● **Information provided**:
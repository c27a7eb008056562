// tarn - Interactive REPL shell
// Copyright (c) 2025 Tom Waddington. MIT licensed.

//! Interactive line-editor shell around the read–eval–print façade.
//!
//! Lines accumulate until the reader stops reporting incomplete input (the
//! `expected ')', got EOF` family), so multi-line forms can be typed
//! naturally. Completion draws from the environment's bound names plus the
//! special form names.

use std::path::PathBuf;

use rustyline::completion::Completer;
use rustyline::error::ReadlineError;
use rustyline::highlight::Highlighter;
use rustyline::hint::Hinter;
use rustyline::history::DefaultHistory;
use rustyline::validate::Validator;
use rustyline::{Context, Editor, Helper};

use tarn_core::{CancelToken, Env, repl};

const PROMPT: &str = "\x1b[32m»\x1b[0m ";
const CONTINUATION_PROMPT: &str = "\x1b[31m›\x1b[0m ";

/// Head symbols handled by the evaluator's dispatch, offered alongside the
/// environment's bindings when completing.
const SPECIAL_FORMS: &[&str] = &[
    "def!",
    "defmacro!",
    "let*",
    "fn*",
    "do",
    "if",
    "quote",
    "quasiquote",
    "quasiquoteexpand",
    "macroexpand",
    "try*",
    "catch*",
    "context*",
    "trace",
];

struct TarnHelper {
    env: Env,
}

impl Completer for TarnHelper {
    type Candidate = String;

    fn complete(
        &self,
        line: &str,
        pos: usize,
        _ctx: &Context<'_>,
    ) -> rustyline::Result<(usize, Vec<String>)> {
        let head = &line[..pos];
        let start = head
            .rfind(|c: char| c.is_whitespace() || "()[]{}'`~@^".contains(c))
            .map_or(0, |i| i + head[i..].chars().next().map_or(1, char::len_utf8));
        let partial = &head[start..];

        let mut candidates: Vec<String> = self
            .env
            .symbols()
            .into_iter()
            .chain(SPECIAL_FORMS.iter().map(|s| s.to_string()))
            .filter(|name| name.starts_with(partial))
            .collect();
        candidates.sort();
        candidates.dedup();
        Ok((start, candidates))
    }
}

impl Hinter for TarnHelper {
    type Hint = String;
}

impl Highlighter for TarnHelper {}
impl Validator for TarnHelper {}
impl Helper for TarnHelper {}

fn history_path() -> Option<PathBuf> {
    std::env::var_os("HOME").map(|home| PathBuf::from(home).join(".tarn_history"))
}

/// Run the interactive REPL loop until EOF.
pub fn run(env: &Env) -> Result<(), String> {
    let mut rl: Editor<TarnHelper, DefaultHistory> =
        Editor::new().map_err(|e| e.to_string())?;
    rl.set_helper(Some(TarnHelper { env: env.clone() }));

    let history = history_path();
    if let Some(path) = &history {
        let _ = rl.load_history(path);
    }

    let token = CancelToken::new();
    let mut lines: Vec<String> = Vec::new();

    loop {
        let prompt = if lines.is_empty() {
            PROMPT
        } else {
            CONTINUATION_PROMPT
        };
        let line = match rl.readline(prompt) {
            Ok(line) => line,
            Err(ReadlineError::Interrupted) => {
                lines.clear();
                continue;
            }
            Err(ReadlineError::Eof) => break,
            Err(e) => return Err(e.to_string()),
        };

        let _ = rl.add_history_entry(line.trim());
        lines.push(line.trim().to_string());
        let source = lines.join("\n");

        match repl(env, &source, &token) {
            Ok(out) => {
                lines.clear();
                println!("{}", out);
            }
            Err(e) if e.is_incomplete_input() => {
                // Keep reading; the form is not closed yet.
            }
            Err(e) if e.is_empty_input() => {
                lines.clear();
            }
            Err(e) => {
                lines.clear();
                println!("\x1b[31mError:\x1b[0m {}", e);
            }
        }
    }

    if let Some(path) = &history {
        let _ = rl.save_history(path);
    }
    Ok(())
}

● **Requirement**:
Throughout the material above, find each line with "Hinter" and return it.

● **Solution to the problem**:
use rustyline::hint::Hinter;
impl Hinter for TarnHelper {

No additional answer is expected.